(Stored data)
####################

//! Declarative per-entity field tables.
//!
//! Each searchable entity is described once: which fields exist, how each may
//! be filtered, which may be sorted on, which columns carry tenant/organization/
//! owner scope, and its page-size policy. Every other component is driven by
//! this table instead of hand-written per-entity conditionals.

pub mod field;
pub mod registry;

use std::collections::{HashMap, HashSet};

use thiserror::Error;

pub use field::{CaseRule, FieldDef, FieldKind, FilterMode};
pub use registry::EntityRegistry;

use crate::filter::types::{SortDirection, SortKey};
use crate::scope::{Role, ScopeRule};

#[derive(Debug, Error, Clone, PartialEq, Eq)]
pub enum SchemaError {
    #[error("Invalid identifier: {0}")]
    InvalidIdentifier(String),

    #[error("Duplicate field '{field}' on entity '{entity}'")]
    DuplicateField { entity: String, field: String },

    #[error("Entity '{entity}' references undeclared field '{field}'")]
    UndeclaredField { entity: String, field: String },

    #[error("Field '{field}' on entity '{entity}' cannot use filter mode {mode}")]
    IncompatibleFilter { entity: String, field: String, mode: String },

    #[error("Default sort field '{field}' on entity '{entity}' is not sortable")]
    UnsortableDefault { entity: String, field: String },

    #[error("Invalid limits on entity '{entity}': default {default}, max {max}")]
    InvalidLimits { entity: String, default: u64, max: u64 },

    #[error("Duplicate entity: {0}")]
    DuplicateEntity(String),
}

/// Page-size policy for one entity
#[derive(Debug, Clone, Copy, PartialEq, Eq)]
pub struct LimitCfg {
    pub default: u64,
    pub max: u64,
}

impl Default for LimitCfg {
    fn default() -> Self {
        Self { default: 20, max: 100 }
    }
}

/// What to do with a filter key the entity does not declare
#[derive(Debug, Clone, Copy, PartialEq, Eq)]
pub enum UnknownFieldPolicy {
    Reject,
    Ignore,
}

/// Columns holding the scoping identifiers of a row
#[derive(Debug, Clone, Default, PartialEq, Eq)]
pub struct ScopeColumns {
    pub tenant: Option<String>,
    pub organization: Option<String>,
    pub owner: Option<String>,
}

#[derive(Debug, Clone)]
pub struct EntitySchema {
    pub name: String,
    pub table: String,
    pub fields: Vec<FieldDef>,
    pub id_field: String,
    pub soft_delete: Option<String>,
    pub scope: ScopeColumns,
    pub default_sort: SortKey,
    pub tiebreakers: Vec<String>,
    pub limits: LimitCfg,
    pub unknown_filters: UnknownFieldPolicy,
    pub requires_auth: bool,
    pub policy_overrides: HashMap<Role, ScopeRule>,
}

impl EntitySchema {
    pub fn builder(name: impl Into<String>) -> EntitySchemaBuilder {
        EntitySchemaBuilder::new(name)
    }

    pub fn field(&self, name: &str) -> Option<&FieldDef> {
        self.fields.iter().find(|f| f.name == name)
    }

    pub fn kind_of(&self, name: &str) -> Option<&FieldKind> {
        self.field(name).map(|f| &f.kind)
    }

    pub fn is_sortable(&self, name: &str) -> bool {
        self.field(name).map(|f| f.sortable && f.public).unwrap_or(false)
    }

    pub fn public_fields(&self) -> impl Iterator<Item = &FieldDef> {
        self.fields.iter().filter(|f| f.public)
    }
}

pub struct EntitySchemaBuilder {
    name: String,
    table: Option<String>,
    fields: Vec<FieldDef>,
    id_field: String,
    soft_delete: Option<String>,
    scope: ScopeColumns,
    default_sort: Option<SortKey>,
    tiebreakers: Vec<String>,
    limits: LimitCfg,
    unknown_filters: UnknownFieldPolicy,
    requires_auth: bool,
    policy_overrides: HashMap<Role, ScopeRule>,
}

impl EntitySchemaBuilder {
    fn new(name: impl Into<String>) -> Self {
        Self {
            name: name.into(),
            table: None,
            fields: vec![],
            id_field: "id".to_string(),
            soft_delete: Some("deleted_at".to_string()),
            scope: ScopeColumns::default(),
            default_sort: None,
            tiebreakers: vec!["created_at".to_string(), "id".to_string()],
            limits: LimitCfg::default(),
            unknown_filters: UnknownFieldPolicy::Reject,
            requires_auth: true,
            policy_overrides: HashMap::new(),
        }
    }

    pub fn table(mut self, table: impl Into<String>) -> Self {
        self.table = Some(table.into());
        self
    }

    pub fn field(mut self, field: FieldDef) -> Self {
        self.fields.push(field);
        self
    }

    pub fn id_field(mut self, name: impl Into<String>) -> Self {
        self.id_field = name.into();
        self
    }

    pub fn soft_delete(mut self, column: Option<&str>) -> Self {
        self.soft_delete = column.map(str::to_string);
        self
    }

    pub fn tenant_scope(mut self, column: impl Into<String>) -> Self {
        self.scope.tenant = Some(column.into());
        self
    }

    pub fn organization_scope(mut self, column: impl Into<String>) -> Self {
        self.scope.organization = Some(column.into());
        self
    }

    pub fn owner_scope(mut self, column: impl Into<String>) -> Self {
        self.scope.owner = Some(column.into());
        self
    }

    pub fn default_sort(mut self, field: impl Into<String>, direction: SortDirection) -> Self {
        self.default_sort = Some(SortKey { field: field.into(), direction });
        self
    }

    pub fn tiebreakers(mut self, fields: &[&str]) -> Self {
        self.tiebreakers = fields.iter().map(|f| f.to_string()).collect();
        self
    }

    pub fn limits(mut self, default: u64, max: u64) -> Self {
        self.limits = LimitCfg { default, max };
        self
    }

    pub fn unknown_filters(mut self, policy: UnknownFieldPolicy) -> Self {
        self.unknown_filters = policy;
        self
    }

    pub fn public(mut self) -> Self {
        self.requires_auth = false;
        self
    }

    pub fn override_role(mut self, role: Role, rule: ScopeRule) -> Self {
        self.policy_overrides.insert(role, rule);
        self
    }

    pub fn build(self) -> Result<EntitySchema, SchemaError> {
        let entity = self.name.clone();
        let table = self.table.clone().unwrap_or_else(|| self.name.clone());
        validate_identifier(&entity)?;
        validate_identifier(&table)?;

        let mut seen = HashSet::new();
        for f in &self.fields {
            validate_identifier(&f.name)?;
            if !seen.insert(f.name.as_str()) {
                return Err(SchemaError::DuplicateField { entity, field: f.name.clone() });
            }
            if let Some(mode) = f.filter {
                if !f.accepts_mode(mode) {
                    return Err(SchemaError::IncompatibleFilter {
                        entity,
                        field: f.name.clone(),
                        mode: format!("{:?}", mode),
                    });
                }
            }
        }

        let declared = |name: &str| self.fields.iter().any(|f| f.name == name);
        let undeclared = |field: &str| SchemaError::UndeclaredField {
            entity: self.name.clone(),
            field: field.to_string(),
        };

        if !declared(&self.id_field) {
            return Err(undeclared(&self.id_field));
        }
        for column in [&self.scope.tenant, &self.scope.organization, &self.scope.owner]
            .into_iter()
            .flatten()
        {
            if !declared(column) {
                return Err(undeclared(column));
            }
        }
        if let Some(column) = &self.soft_delete {
            validate_identifier(column)?;
        }

        let default_sort = self.default_sort.clone().unwrap_or(SortKey {
            field: "created_at".to_string(),
            direction: SortDirection::Desc,
        });
        match self.fields.iter().find(|f| f.name == default_sort.field) {
            None => return Err(undeclared(&default_sort.field)),
            Some(f) if !f.sortable => {
                return Err(SchemaError::UnsortableDefault { entity, field: default_sort.field })
            }
            Some(_) => {}
        }

        // The id field closes every ordering so that paging is total
        let mut tiebreakers = Vec::new();
        for t in &self.tiebreakers {
            if !declared(t) {
                return Err(undeclared(t));
            }
            if !tiebreakers.contains(t) {
                tiebreakers.push(t.clone());
            }
        }
        if !tiebreakers.contains(&self.id_field) {
            tiebreakers.push(self.id_field.clone());
        }

        if self.limits.default == 0 || self.limits.max < self.limits.default {
            return Err(SchemaError::InvalidLimits {
                entity,
                default: self.limits.default,
                max: self.limits.max,
            });
        }

        Ok(EntitySchema {
            name: self.name,
            table,
            fields: self.fields,
            id_field: self.id_field,
            soft_delete: self.soft_delete,
            scope: self.scope,
            default_sort,
            tiebreakers,
            limits: self.limits,
            unknown_filters: self.unknown_filters,
            requires_auth: self.requires_auth,
            policy_overrides: self.policy_overrides,
        })
    }
}

/// Identifiers end up quoted inside SQL; keep them to `[A-Za-z_][A-Za-z0-9_]*`
pub fn validate_identifier(name: &str) -> Result<(), SchemaError> {
    let mut chars = name.chars();
    let valid = match chars.next() {
        Some(first) => {
            (first.is_ascii_alphabetic() || first == '_')
                && chars.all(|c| c.is_ascii_alphanumeric() || c == '_')
        }
        None => false,
    };
    if valid {
        Ok(())
    } else {
        Err(SchemaError::InvalidIdentifier(name.to_string()))
    }
}

#[cfg(test)]
mod tests {
    use super::*;

    fn base() -> EntitySchemaBuilder {
        EntitySchema::builder("widgets")
            .field(FieldDef::id("id"))
            .field(FieldDef::text("name", CaseRule::Insensitive).sortable())
            .field(FieldDef::timestamp("created_at").sortable())
    }

    #[test]
    fn builds_with_defaults() {
        let schema = base().build().unwrap();
        assert_eq!(schema.table, "widgets");
        assert_eq!(schema.default_sort.field, "created_at");
        assert_eq!(schema.default_sort.direction, SortDirection::Desc);
        assert_eq!(schema.tiebreakers, vec!["created_at", "id"]);
        assert_eq!(schema.soft_delete.as_deref(), Some("deleted_at"));
        assert!(schema.requires_auth);
    }

    #[test]
    fn appends_id_tiebreaker() {
        let schema = base().tiebreakers(&["name"]).build().unwrap();
        assert_eq!(schema.tiebreakers, vec!["name", "id"]);
    }

    #[test]
    fn rejects_bad_declarations() {
        let err = base().field(FieldDef::id("name")).build().unwrap_err();
        assert!(matches!(err, SchemaError::DuplicateField { .. }));

        let err = base()
            .field(FieldDef::flag("active").filter_mode(FilterMode::Range))
            .build()
            .unwrap_err();
        assert!(matches!(err, SchemaError::IncompatibleFilter { .. }));

        let err = base().tenant_scope("tenant_id").build().unwrap_err();
        assert!(matches!(err, SchemaError::UndeclaredField { .. }));

        let err = base().default_sort("id", SortDirection::Asc).build().unwrap_err();
        assert!(matches!(err, SchemaError::UnsortableDefault { .. }));

        let err = base().limits(50, 10).build().unwrap_err();
        assert!(matches!(err, SchemaError::InvalidLimits { .. }));

        let err = base().table("widgets; DROP TABLE x").build().unwrap_err();
        assert!(matches!(err, SchemaError::InvalidIdentifier(_)));
    }

    #[test]
    fn validates_identifiers() {
        assert!(validate_identifier("tenant_id").is_ok());
        assert!(validate_identifier("_x1").is_ok());
        assert!(validate_identifier("1abc").is_err());
        assert!(validate_identifier("a-b").is_err());
        assert!(validate_identifier("").is_err());
    }
}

####################

▸ **About this task**
Your job is to return all lines above that hold the word "insert".

▸ **Solution to the exercise**
        self.policy_overrides.insert(role, rule);
            if !seen.insert(f.name.as_str()) {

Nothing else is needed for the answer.